I don't completely follow what you did to remedy the situation. Are you familiar with how the UR kit is set up, and can you further tell me what you did?
Thanks a ton.
Tom
On the Gen 1 UR turbo kit (which I have but is upgraded to Gen 2 now) the oil supply to the turbo is T'd into the same place as the factory oil pressure sending unit. This place for an oil feed to the turbo isn't good unless you use a reducer to the turbo to limit the amount of oil it gets. This also isn't a good place to go for an oil feed to the turbo because that gally in the head of the engine is shared with the VTEC solenoid. This will reduce the amount of pressure to VTEC and (in my case) could keep it from engaging correctly. So, to fix this(which this is how UR does their oil feed now) I took the oil feed to the turbo from the oil filter relocation block that's located on the block of the engine.
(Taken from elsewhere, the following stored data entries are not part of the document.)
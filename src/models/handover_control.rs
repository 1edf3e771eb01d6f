use strum_macros::Display;

use crate::constants::{
    DEFAULT_LAND_CRITERIA_HDG_DEG, DEFAULT_LAND_CRITERIA_HOR_DIST_FT,
    DEFAULT_LAND_CRITERIA_TIME_S, DEFAULT_LAND_CRITERIA_VEL_KTS, DEFAULT_LAND_CRITERIA_VERT_DIST_FT,
};
use crate::devs::atomic::Atomic;
use crate::devs::event::{Bag, Event};
use crate::devs::time::SimTime;
use crate::messages::{HoverCriteria, LandingPoint};

#[derive(Clone, Copy, Debug, PartialEq, Eq, Display)]
#[strum(serialize_all = "SCREAMING_SNAKE_CASE")]
pub enum State {
    Idle,
    WaitPilotHandover,
    Hover,
    Stabilizing,
    NotifyPilot,
    WaitForPilot,
    YieldControl,
    PilotControl,
}

/// Pilot-handover protocol: bring the aircraft to a stable hover over the
/// last useful point, notify the pilot, then yield control once the pilot
/// takes over.
pub struct HandoverControl {
    state: State,
    hover_location: LandingPoint,
}

impl HandoverControl {
    pub fn new() -> Self {
        Self {
            state: State::Idle,
            hover_location: LandingPoint::default(),
        }
    }

    pub fn with_state(initial_state: State) -> Self {
        Self {
            state: initial_state,
            ..Self::new()
        }
    }

    pub fn state(&self) -> State {
        self.state
    }
}

impl Default for HandoverControl {
    fn default() -> Self {
        Self::new()
    }
}

impl Atomic for HandoverControl {
    fn internal(&mut self) {
        self.state = match self.state {
            State::Hover => State::Stabilizing,
            State::NotifyPilot => State::WaitForPilot,
            State::YieldControl => State::PilotControl,
            other => other,
        };
    }

    fn external(&mut self, _e: SimTime, inputs: &Bag) {
        let received_pilot_takeover = inputs.iter().any(|ev| matches!(ev, Event::PilotTakeover));
        if received_pilot_takeover && self.state != State::WaitForPilot {
            self.state = State::PilotControl;
            return;
        }

        if inputs.iter().any(|ev| matches!(ev, Event::StartMission(_))) {
            self.state = State::WaitPilotHandover;
            return;
        }

        match self.state {
            State::WaitPilotHandover => {
                if let Some(lp) = inputs.iter().rev().find_map(|ev| match ev {
                    Event::PilotHandover(lp) => Some(*lp),
                    _ => None,
                }) {
                    self.hover_location = lp;
                    self.state = State::Hover;
                }
            }
            State::Stabilizing => {
                if inputs.iter().any(|ev| matches!(ev, Event::HoverCriteriaMet)) {
                    self.state = State::NotifyPilot;
                }
            }
            State::WaitForPilot => {
                if received_pilot_takeover {
                    self.state = State::YieldControl;
                }
            }
            _ => {}
        }
    }

    fn confluent(&mut self, _e: SimTime, inputs: &Bag) {
        if inputs.iter().any(|ev| matches!(ev, Event::PilotTakeover)) {
            self.external(SimTime::ZERO, inputs);
            self.internal();
        } else {
            self.internal();
            self.external(SimTime::ZERO, inputs);
        }
    }

    fn output(&mut self, bag: &mut Bag) {
        match self.state {
            State::Hover => {
                // NaN heading: any heading is acceptable for a handover hover.
                bag.push(Event::StabilizeAt(HoverCriteria::new(
                    self.hover_location.lat,
                    self.hover_location.lon,
                    self.hover_location.alt,
                    f32::NAN,
                    DEFAULT_LAND_CRITERIA_HOR_DIST_FT,
                    DEFAULT_LAND_CRITERIA_VERT_DIST_FT,
                    DEFAULT_LAND_CRITERIA_VEL_KTS,
                    DEFAULT_LAND_CRITERIA_HDG_DEG,
                    DEFAULT_LAND_CRITERIA_TIME_S,
                    0.0,
                    0.0,
                    0,
                )));
            }
            State::NotifyPilot => {
                bag.push(Event::NotifyPilot);
            }
            State::YieldControl => {
                bag.push(Event::ControlYielded);
            }
            _ => {}
        }
    }

    fn time_advance(&self) -> SimTime {
        match self.state {
            State::Idle
            | State::WaitPilotHandover
            | State::Stabilizing
            | State::WaitForPilot
            | State::PilotControl => SimTime::INFINITY,
            State::Hover | State::NotifyPilot | State::YieldControl => SimTime::ZERO,
        }
    }

    fn state_name(&self) -> String {
        self.state.to_string()
    }
}
use serde::{Deserialize, Serialize};

/// Control modes encoded into the supervisor status bitfield.
#[derive(Clone, Copy, Debug, PartialEq, Eq, Serialize, Deserialize)]
pub enum ControlMode {
    LandingRequested,
    TakeoffRequested,
    TrajectoryControl,
    DaaControl,
    MavCommand,
}

/// MAV command numbers understood by the FCC bridge.
#[derive(Clone, Copy, Debug, PartialEq, Eq, Serialize, Deserialize)]
#[repr(u16)]
pub enum MavCommand {
    DoChangeSpeed = 178,
    DoReposition = 192,
    DoOrbit = 34,
}

#[derive(Clone, Copy, Debug, PartialEq, Eq, Serialize, Deserialize)]
#[repr(u8)]
pub enum OrbitYawBehaviour {
    HoldFrontToCircleCenter = 0,
    HoldInitialHeading = 1,
    Uncontrolled = 2,
    HoldFrontTangentToCircle = 3,
    RcControlled = 4,
}

// Bit assignments of the supervisor status word.
const STATUS_READY: u32 = 1 << 0;
const STATUS_LANDING_REQUESTED: u32 = 1 << 1;
const STATUS_TAKEOFF_REQUESTED: u32 = 1 << 2;
const STATUS_TRAJECTORY_CONTROL: u32 = 1 << 3;
const STATUS_DAA_CONTROL: u32 = 1 << 4;
const STATUS_MAV_COMMAND: u32 = 1 << 5;

/// Binary command record sent to the flight-control computer. The field
/// order matches the 4-byte-aligned wire layout expected by the bridge.
#[derive(Clone, Copy, Debug, Default, PartialEq, Serialize, Deserialize)]
pub struct FccCommand {
    pub supervisor_gps_time: f64,
    pub supervisor_status: u32,
    pub command: u16,
    pub param1: f32,
    pub param2: f32,
    pub param3: f32,
    pub param4: f32,
    /// Degrees scaled by 1e7.
    pub latitude: i32,
    /// Degrees scaled by 1e7.
    pub longitude: i32,
    /// Meters MSL.
    pub altitude_msl: f32,
}

impl FccCommand {
    pub fn set_supervisor_status(&mut self, mode: ControlMode) {
        self.supervisor_status = STATUS_READY
            | match mode {
                ControlMode::LandingRequested => STATUS_LANDING_REQUESTED,
                ControlMode::TakeoffRequested => STATUS_TAKEOFF_REQUESTED,
                ControlMode::TrajectoryControl => STATUS_TRAJECTORY_CONTROL,
                ControlMode::DaaControl => STATUS_DAA_CONTROL,
                ControlMode::MavCommand => STATUS_MAV_COMMAND,
            };
    }

    pub fn change_velocity(velocity_mps: f32, gps_time: f64) -> Self {
        let mut command = FccCommand {
            supervisor_gps_time: gps_time,
            param2: velocity_mps,
            param4: -f32::NAN,
            command: MavCommand::DoChangeSpeed as u16,
            ..FccCommand::default()
        };
        command.set_supervisor_status(ControlMode::MavCommand);
        command
    }

    pub fn reposition(gps_time: f64, lat_e7: i32, lon_e7: i32, alt_msl_m: f32) -> Self {
        let mut command = FccCommand {
            supervisor_gps_time: gps_time,
            command: MavCommand::DoReposition as u16,
            param4: -f32::NAN,
            latitude: lat_e7,
            longitude: lon_e7,
            altitude_msl: alt_msl_m,
            ..FccCommand::default()
        };
        command.set_supervisor_status(ControlMode::MavCommand);
        command
    }

    pub fn orbit(
        gps_time: f64,
        lat_e7: i32,
        lon_e7: i32,
        alt_msl_m: f32,
        radius_m: f32,
        velocity_kts: f32,
        behaviour: OrbitYawBehaviour,
    ) -> Self {
        let mut command = FccCommand {
            supervisor_gps_time: gps_time,
            command: MavCommand::DoOrbit as u16,
            param1: radius_m,
            param2: velocity_kts,
            param3: behaviour as u8 as f32,
            latitude: lat_e7,
            longitude: lon_e7,
            altitude_msl: alt_msl_m,
            ..FccCommand::default()
        };
        command.set_supervisor_status(ControlMode::MavCommand);
        command
    }

    pub fn status_mode(mode: ControlMode) -> Self {
        let mut command = FccCommand::default();
        command.set_supervisor_status(mode);
        command
    }
}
Ok, here's my dirty history with getting my turbo S2k to perform and it had nothing to do with an exhaust restriction or the cat or the factory exhaust. When I first put it together, I would hit VTEC, didn't feel like it was coming on, the hit a brick wall in power after 5-6k RPM.
1) Moved the oil source for the turbo to the Canton block adapter- felt VTEC kick in some power gain, but still didn't feel major pull at top end after 6k, though started to pull more
2) Realized that the wastegate actuator body came loose and was wobling (Tial Deltagate type) it would move when hit with a mallet. Opened it up, set screw came loose, ratcheted it down and made sure that the valve was sealing.
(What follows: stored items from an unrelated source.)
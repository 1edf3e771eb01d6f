use crate::devs::atomic::Atomic;
use crate::devs::child::Child;
use crate::devs::event::{Bag, Event};
use crate::devs::time::SimTime;
use crate::models::cache_input::CacheInput;
use crate::models::mission_initialization::MissionInitialization;

/// Takeoff-phase composition: mission initialization gated by the cached
/// perception status.
pub struct Takeoff {
    mission_initialization: Child<MissionInitialization>,
    cache_input: Child<CacheInput>,
    clock: SimTime,
    pending_t: Option<SimTime>,
    out_mission_initialization: Bag,
    out_cache_input: Bag,
}

impl Takeoff {
    pub fn new() -> Self {
        Self {
            mission_initialization: Child::new(MissionInitialization::new()),
            cache_input: Child::new(CacheInput::new(false)),
            clock: SimTime::ZERO,
            pending_t: None,
            out_mission_initialization: Bag::new(),
            out_cache_input: Bag::new(),
        }
    }

    pub fn mission_initialization(&self) -> &MissionInitialization {
        &self.mission_initialization.model
    }

    pub fn cache_input(&self) -> &CacheInput {
        &self.cache_input.model
    }

    fn next_event_time(&self) -> SimTime {
        self.mission_initialization.t_next().min(self.cache_input.t_next())
    }

    fn round(&mut self, t: SimTime, inputs: &Bag) {
        let mut to_mission_initialization = Bag::new();
        let mut to_cache_input = Bag::new();

        for ev in inputs {
            match ev {
                Event::AircraftState(_) | Event::StartSupervisor(_) => {
                    to_mission_initialization.push(ev.clone());
                }
                Event::PerceptionStatus(_) => to_cache_input.push(ev.clone()),
                _ => {}
            }
        }

        for ev in &self.out_mission_initialization {
            if let Event::RequestPerceptionStatus = ev {
                to_cache_input.push(ev.clone());
            }
        }
        for ev in &self.out_cache_input {
            if let Event::CachedPerceptionStatus(_) = ev {
                to_mission_initialization.push(ev.clone());
            }
        }

        self.mission_initialization.deliver(t, &to_mission_initialization);
        self.cache_input.deliver(t, &to_cache_input);

        self.out_mission_initialization.clear();
        self.out_cache_input.clear();
        self.clock = t;
    }
}

impl Default for Takeoff {
    fn default() -> Self {
        Self::new()
    }
}

impl Atomic for Takeoff {
    fn internal(&mut self) {
        let t = self.pending_t.take().expect("[FATAL] Internal transition without prior output!");
        self.round(t, &Bag::new());
    }

    fn external(&mut self, e: SimTime, inputs: &Bag) {
        let t = self.clock + e;
        self.round(t, inputs);
    }

    fn confluent(&mut self, _e: SimTime, inputs: &Bag) {
        let t = self.pending_t.take().expect("[FATAL] Confluent transition without prior output!");
        self.round(t, inputs);
    }

    fn output(&mut self, bag: &mut Bag) {
        let t = self.clock + self.time_advance();
        self.pending_t = Some(t);
        if self.mission_initialization.imminent(t) {
            self.mission_initialization.emit(&mut self.out_mission_initialization);
        }
        if self.cache_input.imminent(t) {
            self.cache_input.emit(&mut self.out_cache_input);
        }

        for ev in &self.out_mission_initialization {
            match ev {
                Event::RequestAircraftState
                | Event::SetMissionMonitorStatus(_)
                | Event::UpdateGcs(_)
                | Event::StartMission(_) => bag.push(ev.clone()),
                _ => {}
            }
        }
    }

    fn time_advance(&self) -> SimTime {
        self.next_event_time() - self.clock
    }

    fn state_name(&self) -> String {
        self.mission_initialization.model.state_name()
    }

    fn state_lines(&self, name: &str, lines: &mut Vec<String>) {
        self.mission_initialization
            .model
            .state_lines(&format!("{name}.mission_initialization"), lines);
        self.cache_input.model.state_lines(&format!("{name}.cache_input"), lines);
    }
}
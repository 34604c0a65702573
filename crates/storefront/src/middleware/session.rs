//! Session layer backed by `PostgreSQL`.

use tower_sessions::{
    Expiry, SessionManagerLayer,
    cookie::{SameSite, time::Duration},
};
use tower_sessions_sqlx_store::PostgresStore;

use crate::config::StorefrontConfig;
use crate::db::PgStore;

/// Session cookie name.
pub const SESSION_COOKIE_NAME: &str = "musicshop_session";

/// Sessions expire after two weeks without a request.
const SESSION_INACTIVITY_DAYS: i64 = 14;

/// Build the session layer.
///
/// The `tower_sessions.session` table is created by the CLI `migrate`
/// command, not here.
#[must_use]
pub fn create_session_layer(
    store: &PgStore,
    config: &StorefrontConfig,
) -> SessionManagerLayer<PostgresStore> {
    SessionManagerLayer::new(PostgresStore::new(store.pool().clone()))
        .with_name(SESSION_COOKIE_NAME)
        .with_expiry(Expiry::OnInactivity(Duration::days(SESSION_INACTIVITY_DAYS)))
        .with_secure(config.is_secure())
        .with_same_site(SameSite::Lax)
        .with_http_only(true)
        .with_path("/")
}
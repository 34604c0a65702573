//! Home page route handler.

use askama::Template;
use askama_web::WebTemplate;
use axum::extract::State;
use tracing::instrument;

use super::catalog::{AlbumCard, ArtistCard, GenreLink};
use crate::error::Result;
use crate::middleware::OptionalAuth;
use crate::models::CurrentUser;
use crate::services::CatalogService;
use crate::state::AppState;

#[derive(Template, WebTemplate)]
#[template(path = "index.html")]
pub struct HomeTemplate {
    pub user: Option<CurrentUser>,
    pub genres: Vec<GenreLink>,
    pub artists: Vec<ArtistCard>,
    pub offers: Vec<AlbumCard>,
}

/// Genres, artists, and this week's offers.
#[instrument(skip(state, user))]
pub async fn home(
    State(state): State<AppState>,
    OptionalAuth(user): OptionalAuth,
) -> Result<HomeTemplate> {
    let listing = CatalogService::new(state.store()).home().await?;
    Ok(HomeTemplate {
        user,
        genres: listing.genres.iter().map(GenreLink::from).collect(),
        artists: listing.artists.iter().map(ArtistCard::from).collect(),
        offers: AlbumCard::list(&listing.offers, &state),
    })
}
This provided a major gain in power, pulled all the way to redline.
3) Felt like it was missing a little bit under some boost, changed out the Spark Plugs, gapped to 25, made more power, cleaner engine song, eliminated rough combustion.
4) Now to get rid of stupid surging under part throttle as it built boost. Disconnected vacuum to HKS SS BOV, and surge went away, so ratcheted down adjustment, no more surge, and faster now as well.
After all of the above, the butt dyno is now telling me 260 hp vs, about 215 when I got started. I'm on 5 psi of boost, stock cat, stock exhaust, running around 12.25's A/F ratio, .82 AR, Wastegate to atmosphere.
I got my kit second hand, but when I first got it, the main thing I noticed was how warped the flanges were, I had them surfaced and no leaks since. They are even warped from the fabricator of the kit, new! My kit is similar to the UR kit. You have to watch those flanges, you may be leaking exhaust pressure.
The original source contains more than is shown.